1.無農薬…安全なモノを、安心なモノを、子供達に胸を張って手渡せるモノを
農薬・化学薬品を使わないでお米を作るために、私たちは、NPO法人民間稲作研究所の提唱している「命育む有機稲作」という農法を選びました。
詳細は本家のWEBサイトに譲りますが、大まかにどのような農法なのかを、少しだけご説明させてください。
なぜ農薬が必要になるのかというと、田んぼの中に稲以外の草を生やさないようにするためです。
稲と混在して草が生えると、
- 稲が十分に成長しない→養分が取られてしまい成長が阻害される
- 混在したままでは機械が使えなくなる→むりやり刈り取るとごちゃ混ぜで脱穀に支障がでる
といった影響がでます。
実際、混在する田んぼの中で、稲とそれ以外をより分けて、稲以外の草を手作業で刈るというのは、現実的ではありません。
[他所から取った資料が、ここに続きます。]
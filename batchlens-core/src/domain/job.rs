//! Job execution domain types

use chrono::NaiveDateTime;
use serde::{Deserialize, Serialize};

/// Label shown instead of a duration while an execution has no end time
pub const RUNNING_LABEL: &str = "running";

/// One run of a named batch job
///
/// Read-only snapshot of a `BATCH_JOB_EXECUTION` row joined with its
/// `BATCH_JOB_INSTANCE`. Times are the database's local wall-clock values.
#[derive(Debug, Clone, PartialEq, Serialize, Deserialize)]
pub struct JobExecution {
    pub id: i64,
    pub job_instance_id: i64,
    pub job_name: String,
    pub start_time: Option<NaiveDateTime>,
    pub end_time: Option<NaiveDateTime>,
    pub status: Option<String>,
    pub exit_code: Option<String>,
    pub exit_message: Option<String>,
    /// Only populated by single-execution lookups
    pub create_time: Option<NaiveDateTime>,
    pub last_updated: Option<NaiveDateTime>,
    pub version: Option<i64>,
}

impl JobExecution {
    pub fn formatted_duration(&self) -> String {
        format_duration(self.start_time, self.end_time)
    }

    pub fn is_running(&self) -> bool {
        self.start_time.is_some() && self.end_time.is_none()
    }
}

/// One row of `BATCH_JOB_EXECUTION_PARAMS`
#[derive(Debug, Clone, PartialEq, Serialize, Deserialize)]
pub struct JobParameter {
    pub key: String,
    pub value: ParameterValue,
    pub identifying: bool,
}

/// Typed parameter value, selected by the row's `TYPE_CD`
#[derive(Debug, Clone, PartialEq, Serialize, Deserialize)]
#[serde(tag = "type", content = "value")]
pub enum ParameterValue {
    String(Option<String>),
    Date(Option<NaiveDateTime>),
    Long(Option<i64>),
    Double(Option<f64>),
    /// Type code not known to this monitor; the raw code is kept
    Other(String),
}

impl ParameterValue {
    pub fn type_code(&self) -> &str {
        match self {
            ParameterValue::String(_) => "STRING",
            ParameterValue::Date(_) => "DATE",
            ParameterValue::Long(_) => "LONG",
            ParameterValue::Double(_) => "DOUBLE",
            ParameterValue::Other(code) => code,
        }
    }
}

impl std::fmt::Display for ParameterValue {
    fn fmt(&self, f: &mut std::fmt::Formatter<'_>) -> std::fmt::Result {
        match self {
            ParameterValue::String(v) => write!(f, "{}", v.as_deref().unwrap_or("")),
            ParameterValue::Date(v) => match v {
                Some(date) => write!(f, "{}", date.format("%Y-%m-%d %H:%M:%S")),
                None => Ok(()),
            },
            ParameterValue::Long(v) => write!(f, "{}", v.unwrap_or(0)),
            ParameterValue::Double(v) => write!(f, "{}", v.unwrap_or(0.0)),
            ParameterValue::Other(_) => Ok(()),
        }
    }
}

impl JobParameter {
    /// Value, type code and identifying marker, e.g. `2024-01-01 (STRING) [identifying]`
    pub fn display_value(&self) -> String {
        let mut rendered = format!("{} ({})", self.value, self.value.type_code());
        if self.identifying {
            rendered.push_str(" [identifying]");
        }
        rendered
    }
}

/// Render the elapsed time between two instants using its largest units
///
/// Empty when there is no start, [`RUNNING_LABEL`] when there is no end.
pub fn format_duration(start: Option<NaiveDateTime>, end: Option<NaiveDateTime>) -> String {
    let Some(start) = start else {
        return String::new();
    };
    let Some(end) = end else {
        return RUNNING_LABEL.to_string();
    };

    let seconds = (end - start).num_seconds().max(0);
    let minutes = seconds / 60;
    let hours = minutes / 60;

    if hours > 0 {
        format!("{}h {}m", hours, minutes % 60)
    } else if minutes > 0 {
        format!("{}m {}s", minutes, seconds % 60)
    } else {
        format!("{}s", seconds)
    }
}

#[cfg(test)]
mod tests {
    use super::*;
    use chrono::NaiveDate;

    fn at(h: u32, m: u32, s: u32) -> NaiveDateTime {
        NaiveDate::from_ymd_opt(2024, 3, 1)
            .unwrap()
            .and_hms_opt(h, m, s)
            .unwrap()
    }

    #[test]
    fn test_format_duration_units() {
        assert_eq!(format_duration(Some(at(10, 0, 0)), Some(at(10, 0, 42))), "42s");
        assert_eq!(format_duration(Some(at(10, 0, 0)), Some(at(10, 3, 5))), "3m 5s");
        assert_eq!(format_duration(Some(at(10, 0, 0)), Some(at(12, 15, 59))), "2h 15m");
    }

    #[test]
    fn test_format_duration_missing_bounds() {
        assert_eq!(format_duration(None, Some(at(1, 0, 0))), "");
        assert_eq!(format_duration(Some(at(1, 0, 0)), None), RUNNING_LABEL);
    }

    #[test]
    fn test_parameter_display_value() {
        let param = JobParameter {
            key: "run.id".to_string(),
            value: ParameterValue::Long(Some(7)),
            identifying: true,
        };
        assert_eq!(param.display_value(), "7 (LONG) [identifying]");

        let param = JobParameter {
            key: "input".to_string(),
            value: ParameterValue::String(Some("file.csv".to_string())),
            identifying: false,
        };
        assert_eq!(param.display_value(), "file.csv (STRING)");
    }
}
//! Step execution domain types

use chrono::NaiveDateTime;
use serde::{Deserialize, Serialize};

use super::job::format_duration;

/// One run of a named step within a job execution, with its I/O counters
#[derive(Debug, Clone, PartialEq, Serialize, Deserialize)]
pub struct StepExecution {
    pub id: i64,
    pub job_execution_id: i64,
    pub step_name: String,
    pub start_time: Option<NaiveDateTime>,
    pub end_time: Option<NaiveDateTime>,
    pub status: Option<String>,
    pub exit_code: Option<String>,
    pub exit_message: Option<String>,
    pub read_count: i64,
    pub write_count: i64,
    pub commit_count: i64,
    pub rollback_count: i64,
    pub read_skip_count: i64,
    pub process_skip_count: i64,
    pub write_skip_count: i64,
    pub filter_count: i64,
}

impl StepExecution {
    pub fn formatted_duration(&self) -> String {
        format_duration(self.start_time, self.end_time)
    }

    /// Records skipped in any phase
    pub fn skip_count(&self) -> i64 {
        self.read_skip_count + self.process_skip_count + self.write_skip_count
    }
}
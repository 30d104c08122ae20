//! Batchlens CLI
//!
//! Command-line interface for browsing batch job metadata across the
//! registered data sources.

mod commands;
mod config;

use anyhow::Result;
use batchlens_engine::registry::DEFAULT_DATA_SOURCE_ID;
use clap::Parser;
use commands::{Commands, handle_command};
use config::Config;
use std::path::PathBuf;
use tracing_subscriber::{layer::SubscriberExt, util::SubscriberInitExt};

#[derive(Parser)]
#[command(name = "batchlens")]
#[command(about = "Batch job metadata browser", long_about = None)]
struct Cli {
    /// File holding the registered data sources
    #[arg(long, env = "BATCHLENS_CONFIG", global = true)]
    config: Option<PathBuf>,

    /// Data source to query
    #[arg(
        short,
        long,
        env = "BATCHLENS_SOURCE",
        default_value = DEFAULT_DATA_SOURCE_ID,
        global = true
    )]
    source: String,

    #[command(subcommand)]
    command: Commands,
}

#[tokio::main]
async fn main() -> Result<()> {
    tracing_subscriber::registry()
        .with(
            tracing_subscriber::EnvFilter::try_from_default_env()
                .unwrap_or_else(|_| "batchlens_engine=info,batchlens_cli=info".into()),
        )
        .with(tracing_subscriber::fmt::layer().with_writer(std::io::stderr))
        .init();

    let cli = Cli::parse();

    let config = Config {
        store_path: cli.config,
        source: cli.source,
    };

    handle_command(cli.command, &config).await
}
そのため、農家さんの労力を軽減するという点においては、農薬はたいへんありがたい存在なのです。
一方で、一番農薬による影響を心身ともに受けているのは、他ならぬ農家さん自身でもあります。
農薬の良い面、悪い面を見比べても、やはり、農薬は使いたくありません。
そこで、田んぼ内に生えてくる可能性のある他の植物の特性を把握し、植える苗の育苗方法(成苗とする)、植える本数、間隔を工夫し、稲の生育や収穫に支障を来す草を抑草するため、耕運や代かき、水の深さ等の土壌調整をその目的に叶う形で行うことで、農薬に頼らずに、田んぼの環境を維持する、つまりは、自然の理(ことわり)に沿うのが「命育む有機稲作」の最大の特徴です。
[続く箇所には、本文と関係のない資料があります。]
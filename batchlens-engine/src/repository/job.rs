//! Job Execution Repository
//!
//! Reads `BATCH_JOB_EXECUTION` joined with `BATCH_JOB_INSTANCE`, and the
//! parameters recorded for each execution.

use batchlens_core::datetime;
use batchlens_core::domain::job::{JobExecution, JobParameter, ParameterValue};
use batchlens_core::dto::filter::{JobExecutionFilter, non_blank};
use chrono::NaiveDateTime;

use super::{RECENT_LIMIT, SEARCH_LIMIT, date_bound};
use crate::db::{BatchConnection, fetch_rows};
use crate::query::{Dialect, SqlBuilder, SqlParam, SqlQuery};

const JOB_EXECUTION_SELECT: &str = "SELECT je.JOB_EXECUTION_ID AS job_execution_id, \
     je.JOB_INSTANCE_ID AS job_instance_id, ji.JOB_NAME AS job_name, \
     je.START_TIME AS start_time, je.END_TIME AS end_time, je.STATUS AS status, \
     je.EXIT_CODE AS exit_code, je.EXIT_MESSAGE AS exit_message \
     FROM BATCH_JOB_EXECUTION je \
     JOIN BATCH_JOB_INSTANCE ji ON je.JOB_INSTANCE_ID = ji.JOB_INSTANCE_ID";

const JOB_EXECUTION_DETAIL_SELECT: &str = "SELECT je.JOB_EXECUTION_ID AS job_execution_id, \
     je.JOB_INSTANCE_ID AS job_instance_id, ji.JOB_NAME AS job_name, \
     je.START_TIME AS start_time, je.END_TIME AS end_time, je.STATUS AS status, \
     je.EXIT_CODE AS exit_code, je.EXIT_MESSAGE AS exit_message, \
     je.CREATE_TIME AS create_time, je.LAST_UPDATED AS last_updated, je.VERSION AS version \
     FROM BATCH_JOB_EXECUTION je \
     JOIN BATCH_JOB_INSTANCE ji ON je.JOB_INSTANCE_ID = ji.JOB_INSTANCE_ID";

const JOB_PARAMETER_SELECT: &str = "SELECT KEY_NAME AS key_name, TYPE_CD AS type_cd, \
     STRING_VAL AS string_val, DATE_VAL AS date_val, LONG_VAL AS long_val, \
     DOUBLE_VAL AS double_val, IDENTIFYING AS identifying \
     FROM BATCH_JOB_EXECUTION_PARAMS";

const NEWEST_FIRST: &str = "je.START_TIME DESC";

/// Most recent executions, newest start first
pub async fn list_recent(conn: &mut BatchConnection) -> Result<Vec<JobExecution>, sqlx::Error> {
    let query = recent_query(conn.dialect());

    let rows = fetch_rows!(conn, query, JobExecutionRow, fetch_all)?;
    Ok(rows.into_iter().map(|r| r.into()).collect())
}

/// Executions matching every present criterion of `filter`
pub async fn search(
    conn: &mut BatchConnection,
    filter: &JobExecutionFilter,
) -> Result<Vec<JobExecution>, sqlx::Error> {
    let query = search_query(conn.dialect(), filter);
    tracing::debug!("Job execution search: {}", query.sql());

    let rows = fetch_rows!(conn, query, JobExecutionRow, fetch_all)?;
    Ok(rows.into_iter().map(|r| r.into()).collect())
}

/// Find one execution by ID, including its bookkeeping columns
pub async fn find_by_id(
    conn: &mut BatchConnection,
    job_execution_id: i64,
) -> Result<Option<JobExecution>, sqlx::Error> {
    let query = SqlBuilder::new(conn.dialect(), JOB_EXECUTION_DETAIL_SELECT)
        .and("je.JOB_EXECUTION_ID = ?", vec![SqlParam::Int(job_execution_id)])
        .build();

    let row = fetch_rows!(conn, query, JobExecutionRow, fetch_optional)?;
    Ok(row.map(|r| r.into()))
}

/// Parameters of one execution, ordered by key
pub async fn find_parameters(
    conn: &mut BatchConnection,
    job_execution_id: i64,
) -> Result<Vec<JobParameter>, sqlx::Error> {
    let query = SqlBuilder::new(conn.dialect(), JOB_PARAMETER_SELECT)
        .and("JOB_EXECUTION_ID = ?", vec![SqlParam::Int(job_execution_id)])
        .order_by("KEY_NAME")
        .build();

    let rows = fetch_rows!(conn, query, JobParameterRow, fetch_all)?;
    Ok(rows.into_iter().map(|r| r.into()).collect())
}

// =============================================================================
// Query Construction
// =============================================================================

fn recent_query(dialect: Dialect) -> SqlQuery {
    SqlBuilder::new(dialect, JOB_EXECUTION_SELECT)
        .order_by(NEWEST_FIRST)
        .limit(RECENT_LIMIT)
        .build()
}

fn search_query(dialect: Dialect, filter: &JobExecutionFilter) -> SqlQuery {
    let mut builder = SqlBuilder::new(dialect, JOB_EXECUTION_SELECT)
        .and_opt(
            "ji.JOB_NAME LIKE ?",
            non_blank(&filter.job_name).map(SqlParam::contains),
        )
        .and_opt("je.STATUS = ?", non_blank(&filter.status).map(SqlParam::text))
        .and_opt(
            "je.START_TIME >= ?",
            date_bound(
                non_blank(&filter.start_date),
                datetime::parse_range_start,
                "start date",
            ),
        )
        .and_opt(
            "je.END_TIME <= ?",
            date_bound(
                non_blank(&filter.end_date),
                datetime::parse_range_end,
                "end date",
            ),
        );

    if let Some(keyword) = non_blank(&filter.keyword) {
        builder = builder.and(
            "(ji.JOB_NAME LIKE ? OR je.EXIT_MESSAGE LIKE ?)",
            vec![SqlParam::contains(keyword), SqlParam::contains(keyword)],
        );
    }

    builder.order_by(NEWEST_FIRST).limit(SEARCH_LIMIT).build()
}

// =============================================================================
// Database Row Types
// =============================================================================

#[derive(sqlx::FromRow)]
struct JobExecutionRow {
    job_execution_id: i64,
    job_instance_id: i64,
    job_name: String,
    start_time: Option<NaiveDateTime>,
    end_time: Option<NaiveDateTime>,
    status: Option<String>,
    exit_code: Option<String>,
    exit_message: Option<String>,
    #[sqlx(default)]
    create_time: Option<NaiveDateTime>,
    #[sqlx(default)]
    last_updated: Option<NaiveDateTime>,
    #[sqlx(default)]
    version: Option<i64>,
}

impl From<JobExecutionRow> for JobExecution {
    fn from(row: JobExecutionRow) -> Self {
        JobExecution {
            id: row.job_execution_id,
            job_instance_id: row.job_instance_id,
            job_name: row.job_name,
            start_time: row.start_time,
            end_time: row.end_time,
            status: row.status,
            exit_code: row.exit_code,
            exit_message: row.exit_message,
            create_time: row.create_time,
            last_updated: row.last_updated,
            version: row.version,
        }
    }
}

#[derive(sqlx::FromRow)]
struct JobParameterRow {
    key_name: String,
    type_cd: Option<String>,
    string_val: Option<String>,
    date_val: Option<NaiveDateTime>,
    long_val: Option<i64>,
    double_val: Option<f64>,
    identifying: Option<String>,
}

impl From<JobParameterRow> for JobParameter {
    fn from(row: JobParameterRow) -> Self {
        let type_cd = row.type_cd.unwrap_or_default().trim().to_ascii_uppercase();

        let value = match type_cd.as_str() {
            "STRING" => ParameterValue::String(row.string_val),
            "DATE" => ParameterValue::Date(row.date_val),
            "LONG" => ParameterValue::Long(row.long_val),
            "DOUBLE" => ParameterValue::Double(row.double_val),
            _ => ParameterValue::Other(type_cd),
        };

        let identifying = row
            .identifying
            .map(|flag| flag.trim().eq_ignore_ascii_case("Y"))
            .unwrap_or(false);

        JobParameter {
            key: row.key_name,
            value,
            identifying,
        }
    }
}

#[cfg(test)]
mod tests {
    use super::*;

    #[test]
    fn test_recent_query() {
        let query = recent_query(Dialect::Sqlite);
        assert!(query.sql().ends_with(" ORDER BY je.START_TIME DESC LIMIT 100"));
        assert!(!query.sql().contains("WHERE"));
    }

    #[test]
    fn test_empty_filter_has_no_predicates() {
        let query = search_query(Dialect::Postgres, &JobExecutionFilter::new().status("   "));
        assert!(!query.sql().contains("WHERE"));
        assert!(query.sql().ends_with("LIMIT 500"));
    }

    #[test]
    fn test_full_filter_binds_in_order() {
        let filter = JobExecutionFilter::new()
            .job_name("import")
            .status("FAILED")
            .start_date("2024-01-01")
            .end_date("2024/1/31")
            .keyword("timeout");
        let query = search_query(Dialect::Postgres, &filter);

        assert!(query.sql().contains(
            "WHERE ji.JOB_NAME LIKE $1 AND je.STATUS = $2 AND je.START_TIME >= $3 \
             AND je.END_TIME <= $4 AND (ji.JOB_NAME LIKE $5 OR je.EXIT_MESSAGE LIKE $6)"
        ));

        let start = chrono::NaiveDate::from_ymd_opt(2024, 1, 1)
            .unwrap()
            .and_hms_opt(0, 0, 0)
            .unwrap();
        let end = chrono::NaiveDate::from_ymd_opt(2024, 1, 31)
            .unwrap()
            .and_hms_opt(23, 59, 59)
            .unwrap();
        assert_eq!(
            query.params(),
            &[
                SqlParam::text("%import%"),
                SqlParam::text("FAILED"),
                SqlParam::Timestamp(start),
                SqlParam::Timestamp(end),
                SqlParam::text("%timeout%"),
                SqlParam::text("%timeout%"),
            ]
        );
    }

    #[test]
    fn test_unparseable_dates_are_dropped() {
        let filter = JobExecutionFilter::new()
            .start_date("yesterday")
            .end_date("2024-13-45")
            .status("COMPLETED");
        let query = search_query(Dialect::MySql, &filter);

        assert_eq!(query.params(), &[SqlParam::text("COMPLETED")]);
        assert!(!query.sql().contains("START_TIME >="));
        assert!(!query.sql().contains("END_TIME <="));
    }

    #[test]
    fn test_parameter_row_mapping() {
        let row = JobParameterRow {
            key_name: "run.id".to_string(),
            type_cd: Some("long".to_string()),
            string_val: Some(String::new()),
            date_val: None,
            long_val: Some(7),
            double_val: Some(0.0),
            identifying: Some("Y".to_string()),
        };
        let param: JobParameter = row.into();

        assert_eq!(param.value, ParameterValue::Long(Some(7)));
        assert!(param.identifying);
        assert_eq!(param.display_value(), "7 (LONG) [identifying]");

        let row = JobParameterRow {
            key_name: "custom".to_string(),
            type_cd: Some("BLOB".to_string()),
            string_val: None,
            date_val: None,
            long_val: None,
            double_val: None,
            identifying: Some("N".to_string()),
        };
        let param: JobParameter = row.into();
        assert_eq!(param.value, ParameterValue::Other("BLOB".to_string()));
        assert!(!param.identifying);
    }
}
この農法であれば、無農薬の、誰もが安心して食べることのできるお米が作れる、と、私たちは期待しています。
2.収益性…生産者が米作りに集中して暮らしていけるように
どれだけ理想を述べても、実際の米作りで十分暮らしていけるだけの収益が無ければ、担い手は増えません。
担い手を増やしていくための仕組み作りも、私たちの目的です。
『無農薬』の項で触れたように、農薬を使わなければ、人的労力は莫大なモノになり、お米の値段は跳ね上がってしまいます。
農薬を買う、というコストをかけてでも、薬を使ったほうが安くお米を作れるのです。
しかし、植物の特性を知り、自然の理(ことわり)を利用すればそこにはコストはかかりません。当然、農薬等にかかるコストも無くなります。
少し難しく言うと、収益と比較した『変動費率』が低くなります。
もう一つ。
各々が自給するという形を取らない限り、現代の、私たちの食料生産を支えるためには機械の存在が欠かせません。
この機械はたった1台でザックリと、100ヘクタール(=100万平方メートル)を処理する能力があります。
しかし、多くの農家さんはその1/10、下手すると1/100以下の規模で1台を保有しています。
100ヘクタールでできる農産物の量と、1ヘクタールでできる農産物の量は当然違いますよね。
そのまま、売上額も違ってきます。
機械一台のコストは変わらないのに、規模によって収益は変わってくるのです。
少し難しく言うと、大きな規模でできれば、収益と比較した『固定費率』が低くなる、ということです。
このように「命育む有機稲作」を「大規模」に行うことによって、生産者が経済的に持続可能な米作りができると私たちは考えています。